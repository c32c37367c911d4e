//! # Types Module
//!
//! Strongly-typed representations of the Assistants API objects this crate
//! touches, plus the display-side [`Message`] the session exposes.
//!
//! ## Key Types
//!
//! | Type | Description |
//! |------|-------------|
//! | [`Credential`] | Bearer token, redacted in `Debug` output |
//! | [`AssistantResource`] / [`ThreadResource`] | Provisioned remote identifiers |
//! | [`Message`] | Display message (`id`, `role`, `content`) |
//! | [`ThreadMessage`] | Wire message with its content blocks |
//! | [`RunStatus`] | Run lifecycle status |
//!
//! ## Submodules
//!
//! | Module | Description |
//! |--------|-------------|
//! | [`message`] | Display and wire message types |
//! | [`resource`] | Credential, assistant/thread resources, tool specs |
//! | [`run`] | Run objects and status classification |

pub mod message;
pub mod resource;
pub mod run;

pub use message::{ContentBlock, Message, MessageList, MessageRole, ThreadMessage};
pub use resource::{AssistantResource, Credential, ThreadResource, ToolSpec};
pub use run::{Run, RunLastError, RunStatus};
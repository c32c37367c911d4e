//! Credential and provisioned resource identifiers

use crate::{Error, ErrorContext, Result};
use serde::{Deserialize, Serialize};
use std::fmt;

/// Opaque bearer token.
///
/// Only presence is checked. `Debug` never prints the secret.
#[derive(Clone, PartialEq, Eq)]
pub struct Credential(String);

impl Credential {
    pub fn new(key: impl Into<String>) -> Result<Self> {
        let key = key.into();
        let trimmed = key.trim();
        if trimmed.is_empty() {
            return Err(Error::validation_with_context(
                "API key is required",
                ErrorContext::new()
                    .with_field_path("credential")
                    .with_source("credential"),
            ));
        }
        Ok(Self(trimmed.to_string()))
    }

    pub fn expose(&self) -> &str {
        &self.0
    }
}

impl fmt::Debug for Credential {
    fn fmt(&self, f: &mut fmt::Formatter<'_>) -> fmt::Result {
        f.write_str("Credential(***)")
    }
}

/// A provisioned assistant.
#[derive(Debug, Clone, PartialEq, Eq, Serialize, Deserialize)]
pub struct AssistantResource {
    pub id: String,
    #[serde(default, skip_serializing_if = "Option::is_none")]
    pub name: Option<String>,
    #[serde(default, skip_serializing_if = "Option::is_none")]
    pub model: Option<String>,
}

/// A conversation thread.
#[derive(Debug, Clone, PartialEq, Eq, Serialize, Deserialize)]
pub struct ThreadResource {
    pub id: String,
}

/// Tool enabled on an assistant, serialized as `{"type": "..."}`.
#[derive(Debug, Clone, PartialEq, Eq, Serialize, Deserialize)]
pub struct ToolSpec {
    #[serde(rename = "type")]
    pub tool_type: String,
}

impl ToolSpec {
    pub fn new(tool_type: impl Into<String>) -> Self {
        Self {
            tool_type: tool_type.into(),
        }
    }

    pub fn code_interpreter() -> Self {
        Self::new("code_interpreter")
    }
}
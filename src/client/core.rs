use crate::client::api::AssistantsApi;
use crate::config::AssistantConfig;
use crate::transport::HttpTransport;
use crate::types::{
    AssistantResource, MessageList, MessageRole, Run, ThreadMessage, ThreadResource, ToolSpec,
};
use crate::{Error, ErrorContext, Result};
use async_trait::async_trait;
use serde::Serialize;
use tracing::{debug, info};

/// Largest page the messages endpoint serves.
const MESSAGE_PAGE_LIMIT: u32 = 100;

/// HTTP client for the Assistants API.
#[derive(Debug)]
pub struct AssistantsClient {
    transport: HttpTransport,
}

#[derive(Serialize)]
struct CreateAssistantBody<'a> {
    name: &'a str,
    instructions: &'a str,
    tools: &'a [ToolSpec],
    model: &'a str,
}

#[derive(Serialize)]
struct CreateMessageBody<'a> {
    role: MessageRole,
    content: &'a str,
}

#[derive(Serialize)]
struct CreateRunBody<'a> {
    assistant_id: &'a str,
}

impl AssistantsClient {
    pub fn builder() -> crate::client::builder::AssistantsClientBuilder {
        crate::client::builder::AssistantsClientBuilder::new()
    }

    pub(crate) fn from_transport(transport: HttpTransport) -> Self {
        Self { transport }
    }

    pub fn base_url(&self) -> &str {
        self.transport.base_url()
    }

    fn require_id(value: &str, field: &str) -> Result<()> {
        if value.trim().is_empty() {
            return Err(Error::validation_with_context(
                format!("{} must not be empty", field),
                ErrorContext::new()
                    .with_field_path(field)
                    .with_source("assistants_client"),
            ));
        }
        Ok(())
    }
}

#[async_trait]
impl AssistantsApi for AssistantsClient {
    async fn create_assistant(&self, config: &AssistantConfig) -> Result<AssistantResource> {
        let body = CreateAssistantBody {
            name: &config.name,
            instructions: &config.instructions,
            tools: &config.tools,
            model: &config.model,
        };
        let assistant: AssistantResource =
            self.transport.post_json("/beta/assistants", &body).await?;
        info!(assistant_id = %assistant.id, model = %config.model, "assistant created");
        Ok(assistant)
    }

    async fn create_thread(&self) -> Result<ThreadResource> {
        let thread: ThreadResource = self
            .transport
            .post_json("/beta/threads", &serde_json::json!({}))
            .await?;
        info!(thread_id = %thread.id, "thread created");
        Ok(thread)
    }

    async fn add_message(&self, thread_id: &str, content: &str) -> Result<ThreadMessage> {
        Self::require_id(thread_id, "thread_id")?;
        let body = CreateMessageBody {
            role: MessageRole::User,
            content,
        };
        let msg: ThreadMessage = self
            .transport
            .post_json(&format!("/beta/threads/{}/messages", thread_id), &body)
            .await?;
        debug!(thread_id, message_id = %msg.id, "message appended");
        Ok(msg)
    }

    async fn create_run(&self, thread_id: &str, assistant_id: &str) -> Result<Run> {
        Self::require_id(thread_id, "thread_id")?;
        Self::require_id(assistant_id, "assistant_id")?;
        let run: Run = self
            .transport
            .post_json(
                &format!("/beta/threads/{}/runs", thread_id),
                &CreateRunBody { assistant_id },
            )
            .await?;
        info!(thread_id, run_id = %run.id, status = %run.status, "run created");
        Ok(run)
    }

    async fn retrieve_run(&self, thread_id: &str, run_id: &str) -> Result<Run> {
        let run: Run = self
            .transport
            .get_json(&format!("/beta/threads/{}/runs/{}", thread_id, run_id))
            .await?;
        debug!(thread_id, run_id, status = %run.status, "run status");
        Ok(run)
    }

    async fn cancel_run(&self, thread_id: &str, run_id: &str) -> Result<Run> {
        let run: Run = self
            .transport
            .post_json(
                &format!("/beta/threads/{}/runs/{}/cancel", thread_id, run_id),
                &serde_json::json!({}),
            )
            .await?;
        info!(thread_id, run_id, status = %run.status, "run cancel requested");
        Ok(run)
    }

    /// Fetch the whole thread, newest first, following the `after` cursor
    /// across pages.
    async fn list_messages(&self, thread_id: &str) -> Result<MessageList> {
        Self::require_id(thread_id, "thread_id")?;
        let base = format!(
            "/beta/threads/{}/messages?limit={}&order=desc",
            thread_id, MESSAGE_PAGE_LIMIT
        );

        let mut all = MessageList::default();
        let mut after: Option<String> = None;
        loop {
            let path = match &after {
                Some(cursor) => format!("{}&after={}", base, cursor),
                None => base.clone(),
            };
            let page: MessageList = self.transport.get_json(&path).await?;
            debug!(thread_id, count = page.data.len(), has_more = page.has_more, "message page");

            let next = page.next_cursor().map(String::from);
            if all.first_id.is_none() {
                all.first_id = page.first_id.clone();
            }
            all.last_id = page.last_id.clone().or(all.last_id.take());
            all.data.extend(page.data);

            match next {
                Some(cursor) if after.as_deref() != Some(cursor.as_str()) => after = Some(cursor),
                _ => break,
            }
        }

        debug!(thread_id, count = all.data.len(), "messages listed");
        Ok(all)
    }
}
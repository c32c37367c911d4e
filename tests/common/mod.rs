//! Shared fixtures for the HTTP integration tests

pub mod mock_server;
--
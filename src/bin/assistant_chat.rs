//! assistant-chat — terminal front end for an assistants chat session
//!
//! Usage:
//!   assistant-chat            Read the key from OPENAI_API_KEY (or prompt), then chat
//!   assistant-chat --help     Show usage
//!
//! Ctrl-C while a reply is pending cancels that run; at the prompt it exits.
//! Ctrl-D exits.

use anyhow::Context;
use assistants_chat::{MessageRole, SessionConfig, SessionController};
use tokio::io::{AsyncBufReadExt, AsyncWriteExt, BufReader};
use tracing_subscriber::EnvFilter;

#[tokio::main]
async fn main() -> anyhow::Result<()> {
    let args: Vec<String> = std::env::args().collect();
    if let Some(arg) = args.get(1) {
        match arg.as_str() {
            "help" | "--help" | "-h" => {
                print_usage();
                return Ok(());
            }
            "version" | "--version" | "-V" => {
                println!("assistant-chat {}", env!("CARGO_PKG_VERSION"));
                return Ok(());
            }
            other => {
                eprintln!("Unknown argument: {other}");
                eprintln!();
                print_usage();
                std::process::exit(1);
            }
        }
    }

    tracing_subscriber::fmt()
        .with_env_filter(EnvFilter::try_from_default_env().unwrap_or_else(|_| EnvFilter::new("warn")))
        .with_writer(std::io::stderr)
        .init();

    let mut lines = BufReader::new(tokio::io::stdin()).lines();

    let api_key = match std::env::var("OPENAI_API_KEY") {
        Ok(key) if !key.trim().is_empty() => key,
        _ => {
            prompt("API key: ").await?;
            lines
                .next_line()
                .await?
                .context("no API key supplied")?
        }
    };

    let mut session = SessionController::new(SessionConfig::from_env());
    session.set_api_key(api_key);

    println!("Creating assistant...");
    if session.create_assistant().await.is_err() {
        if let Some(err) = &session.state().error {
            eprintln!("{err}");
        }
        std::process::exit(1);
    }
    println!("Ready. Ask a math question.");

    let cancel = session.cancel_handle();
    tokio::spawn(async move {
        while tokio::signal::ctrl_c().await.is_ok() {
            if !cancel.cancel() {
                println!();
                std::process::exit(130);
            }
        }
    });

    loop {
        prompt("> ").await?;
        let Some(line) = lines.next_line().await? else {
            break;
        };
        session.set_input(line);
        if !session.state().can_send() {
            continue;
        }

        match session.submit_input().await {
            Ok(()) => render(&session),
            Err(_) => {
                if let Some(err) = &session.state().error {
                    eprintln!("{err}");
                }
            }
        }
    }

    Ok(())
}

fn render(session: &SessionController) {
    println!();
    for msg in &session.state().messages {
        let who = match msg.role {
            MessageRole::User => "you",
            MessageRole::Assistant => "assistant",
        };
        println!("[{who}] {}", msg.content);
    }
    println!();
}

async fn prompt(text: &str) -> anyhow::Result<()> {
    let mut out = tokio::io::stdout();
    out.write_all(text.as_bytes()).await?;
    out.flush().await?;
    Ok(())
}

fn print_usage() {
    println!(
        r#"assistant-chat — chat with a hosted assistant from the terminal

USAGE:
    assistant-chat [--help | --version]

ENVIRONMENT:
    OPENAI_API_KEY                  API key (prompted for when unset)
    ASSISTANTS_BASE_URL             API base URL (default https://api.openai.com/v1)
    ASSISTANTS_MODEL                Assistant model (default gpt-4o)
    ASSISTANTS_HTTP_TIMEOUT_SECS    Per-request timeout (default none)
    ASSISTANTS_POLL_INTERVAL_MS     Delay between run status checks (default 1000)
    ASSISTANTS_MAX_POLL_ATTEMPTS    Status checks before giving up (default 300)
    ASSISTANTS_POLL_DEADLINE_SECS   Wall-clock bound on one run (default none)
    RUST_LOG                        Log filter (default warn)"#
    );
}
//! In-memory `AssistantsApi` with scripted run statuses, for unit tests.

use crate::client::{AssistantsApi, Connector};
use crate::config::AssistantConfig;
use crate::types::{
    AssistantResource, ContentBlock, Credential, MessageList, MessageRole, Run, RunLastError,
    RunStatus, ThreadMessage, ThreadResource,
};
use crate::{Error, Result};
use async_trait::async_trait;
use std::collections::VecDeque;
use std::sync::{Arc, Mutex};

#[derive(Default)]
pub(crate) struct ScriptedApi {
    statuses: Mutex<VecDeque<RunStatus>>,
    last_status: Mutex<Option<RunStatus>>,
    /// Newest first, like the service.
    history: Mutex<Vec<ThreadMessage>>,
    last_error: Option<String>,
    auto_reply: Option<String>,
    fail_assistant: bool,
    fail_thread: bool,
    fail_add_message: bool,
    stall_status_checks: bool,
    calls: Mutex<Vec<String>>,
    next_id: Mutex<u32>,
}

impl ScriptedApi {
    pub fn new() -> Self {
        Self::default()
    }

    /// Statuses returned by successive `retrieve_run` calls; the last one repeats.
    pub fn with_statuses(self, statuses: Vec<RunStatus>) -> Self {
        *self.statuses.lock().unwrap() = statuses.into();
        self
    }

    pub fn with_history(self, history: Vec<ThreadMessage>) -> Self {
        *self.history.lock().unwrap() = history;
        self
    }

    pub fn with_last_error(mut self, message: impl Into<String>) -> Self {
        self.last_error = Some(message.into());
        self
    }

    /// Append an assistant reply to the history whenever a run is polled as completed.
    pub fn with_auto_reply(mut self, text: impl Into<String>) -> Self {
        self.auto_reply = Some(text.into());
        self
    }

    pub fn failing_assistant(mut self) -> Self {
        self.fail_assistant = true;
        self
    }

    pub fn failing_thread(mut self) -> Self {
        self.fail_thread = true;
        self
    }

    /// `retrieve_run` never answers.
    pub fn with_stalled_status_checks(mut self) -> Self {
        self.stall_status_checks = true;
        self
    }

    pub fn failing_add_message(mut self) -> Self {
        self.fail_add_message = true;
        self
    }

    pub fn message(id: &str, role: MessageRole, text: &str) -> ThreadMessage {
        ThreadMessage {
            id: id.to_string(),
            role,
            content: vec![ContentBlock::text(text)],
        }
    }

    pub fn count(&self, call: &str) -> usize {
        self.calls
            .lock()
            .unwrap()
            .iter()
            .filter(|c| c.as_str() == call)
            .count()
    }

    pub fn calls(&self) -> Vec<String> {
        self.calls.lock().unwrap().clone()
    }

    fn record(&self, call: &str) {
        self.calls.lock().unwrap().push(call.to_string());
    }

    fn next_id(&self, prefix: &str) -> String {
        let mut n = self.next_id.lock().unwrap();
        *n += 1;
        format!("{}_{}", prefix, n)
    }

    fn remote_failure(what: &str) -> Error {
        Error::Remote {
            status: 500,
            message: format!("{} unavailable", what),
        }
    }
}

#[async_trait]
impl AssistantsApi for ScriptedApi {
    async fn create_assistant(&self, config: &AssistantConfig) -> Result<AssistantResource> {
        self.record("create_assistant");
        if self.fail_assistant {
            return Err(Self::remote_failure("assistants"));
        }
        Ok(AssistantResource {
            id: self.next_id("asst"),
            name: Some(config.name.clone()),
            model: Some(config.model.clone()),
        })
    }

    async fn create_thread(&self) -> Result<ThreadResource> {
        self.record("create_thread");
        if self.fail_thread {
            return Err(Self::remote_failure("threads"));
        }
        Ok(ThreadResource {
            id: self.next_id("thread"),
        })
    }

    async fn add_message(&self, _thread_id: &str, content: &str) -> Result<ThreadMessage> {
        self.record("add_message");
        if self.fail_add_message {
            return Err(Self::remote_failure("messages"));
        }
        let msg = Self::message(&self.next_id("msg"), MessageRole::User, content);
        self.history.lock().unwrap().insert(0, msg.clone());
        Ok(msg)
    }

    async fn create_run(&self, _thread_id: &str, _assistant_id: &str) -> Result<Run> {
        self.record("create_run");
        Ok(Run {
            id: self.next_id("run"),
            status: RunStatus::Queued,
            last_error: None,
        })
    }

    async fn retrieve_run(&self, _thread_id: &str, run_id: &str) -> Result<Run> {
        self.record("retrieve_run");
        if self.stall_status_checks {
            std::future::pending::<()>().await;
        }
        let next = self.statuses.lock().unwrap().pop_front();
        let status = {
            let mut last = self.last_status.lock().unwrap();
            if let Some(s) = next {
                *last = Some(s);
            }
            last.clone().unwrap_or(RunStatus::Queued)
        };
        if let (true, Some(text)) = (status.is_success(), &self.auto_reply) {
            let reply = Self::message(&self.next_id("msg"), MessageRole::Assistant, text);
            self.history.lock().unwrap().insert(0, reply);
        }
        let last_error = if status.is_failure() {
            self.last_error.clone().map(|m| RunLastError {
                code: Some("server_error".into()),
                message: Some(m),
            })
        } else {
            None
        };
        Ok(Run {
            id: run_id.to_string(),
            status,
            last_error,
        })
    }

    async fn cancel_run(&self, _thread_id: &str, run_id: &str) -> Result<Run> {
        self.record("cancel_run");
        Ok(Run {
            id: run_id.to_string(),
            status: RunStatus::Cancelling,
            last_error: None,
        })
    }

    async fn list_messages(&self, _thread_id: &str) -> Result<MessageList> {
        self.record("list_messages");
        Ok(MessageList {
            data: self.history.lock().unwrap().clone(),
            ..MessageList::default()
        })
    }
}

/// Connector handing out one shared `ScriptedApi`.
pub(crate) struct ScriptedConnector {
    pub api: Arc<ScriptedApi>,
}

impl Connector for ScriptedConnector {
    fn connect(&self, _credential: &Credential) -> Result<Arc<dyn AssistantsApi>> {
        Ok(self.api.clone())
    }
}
==
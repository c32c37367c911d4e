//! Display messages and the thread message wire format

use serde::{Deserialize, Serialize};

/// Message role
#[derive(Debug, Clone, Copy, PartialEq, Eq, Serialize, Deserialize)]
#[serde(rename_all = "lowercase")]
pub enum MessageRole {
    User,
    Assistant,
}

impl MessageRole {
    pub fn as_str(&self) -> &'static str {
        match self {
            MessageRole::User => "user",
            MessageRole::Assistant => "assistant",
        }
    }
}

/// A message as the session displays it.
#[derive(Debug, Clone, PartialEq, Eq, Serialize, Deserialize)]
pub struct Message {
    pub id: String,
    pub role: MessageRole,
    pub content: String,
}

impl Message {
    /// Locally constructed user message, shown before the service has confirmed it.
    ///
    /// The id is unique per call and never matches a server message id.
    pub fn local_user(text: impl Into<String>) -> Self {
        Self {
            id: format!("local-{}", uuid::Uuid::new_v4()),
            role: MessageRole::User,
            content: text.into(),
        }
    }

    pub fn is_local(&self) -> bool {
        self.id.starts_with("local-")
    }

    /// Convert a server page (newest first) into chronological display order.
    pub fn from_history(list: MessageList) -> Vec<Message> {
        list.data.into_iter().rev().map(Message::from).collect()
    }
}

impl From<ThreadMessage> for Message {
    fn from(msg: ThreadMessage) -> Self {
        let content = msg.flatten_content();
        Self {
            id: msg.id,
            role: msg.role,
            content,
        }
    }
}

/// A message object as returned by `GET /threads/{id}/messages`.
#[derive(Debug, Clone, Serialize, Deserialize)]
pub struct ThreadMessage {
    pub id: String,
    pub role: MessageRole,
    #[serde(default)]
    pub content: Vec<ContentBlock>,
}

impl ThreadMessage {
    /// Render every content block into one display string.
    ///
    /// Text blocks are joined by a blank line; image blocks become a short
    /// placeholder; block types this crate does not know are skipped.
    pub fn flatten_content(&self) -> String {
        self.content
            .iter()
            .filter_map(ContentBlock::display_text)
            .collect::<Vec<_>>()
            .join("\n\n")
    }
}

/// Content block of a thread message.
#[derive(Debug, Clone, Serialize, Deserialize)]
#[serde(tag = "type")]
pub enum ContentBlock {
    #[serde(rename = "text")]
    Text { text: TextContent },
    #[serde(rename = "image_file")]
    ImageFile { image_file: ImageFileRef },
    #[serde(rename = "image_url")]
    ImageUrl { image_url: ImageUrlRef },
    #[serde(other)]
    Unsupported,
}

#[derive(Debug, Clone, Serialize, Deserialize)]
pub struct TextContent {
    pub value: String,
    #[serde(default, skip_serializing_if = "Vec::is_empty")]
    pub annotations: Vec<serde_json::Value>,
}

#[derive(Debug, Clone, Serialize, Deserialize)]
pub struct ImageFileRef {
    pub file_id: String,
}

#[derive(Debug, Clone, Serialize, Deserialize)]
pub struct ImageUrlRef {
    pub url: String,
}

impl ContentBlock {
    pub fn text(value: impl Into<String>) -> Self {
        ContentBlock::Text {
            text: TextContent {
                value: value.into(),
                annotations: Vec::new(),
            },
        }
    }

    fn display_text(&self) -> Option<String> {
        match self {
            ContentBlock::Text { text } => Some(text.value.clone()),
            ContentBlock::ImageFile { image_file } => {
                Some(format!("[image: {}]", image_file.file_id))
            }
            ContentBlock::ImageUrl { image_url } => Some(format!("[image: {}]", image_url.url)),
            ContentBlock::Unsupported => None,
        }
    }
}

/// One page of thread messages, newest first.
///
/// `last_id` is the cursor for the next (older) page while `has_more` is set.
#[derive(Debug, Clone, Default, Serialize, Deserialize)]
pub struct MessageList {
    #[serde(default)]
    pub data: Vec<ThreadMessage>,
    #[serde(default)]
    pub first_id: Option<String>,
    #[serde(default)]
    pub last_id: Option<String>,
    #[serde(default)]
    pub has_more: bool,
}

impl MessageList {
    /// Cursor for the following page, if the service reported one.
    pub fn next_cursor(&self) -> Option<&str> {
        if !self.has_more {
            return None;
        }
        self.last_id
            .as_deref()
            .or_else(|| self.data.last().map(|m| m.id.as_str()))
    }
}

> **ASSIGNED TASK**
If a line of the records contains the word "model", count it; give only the total.

> **TASK RESULT**
6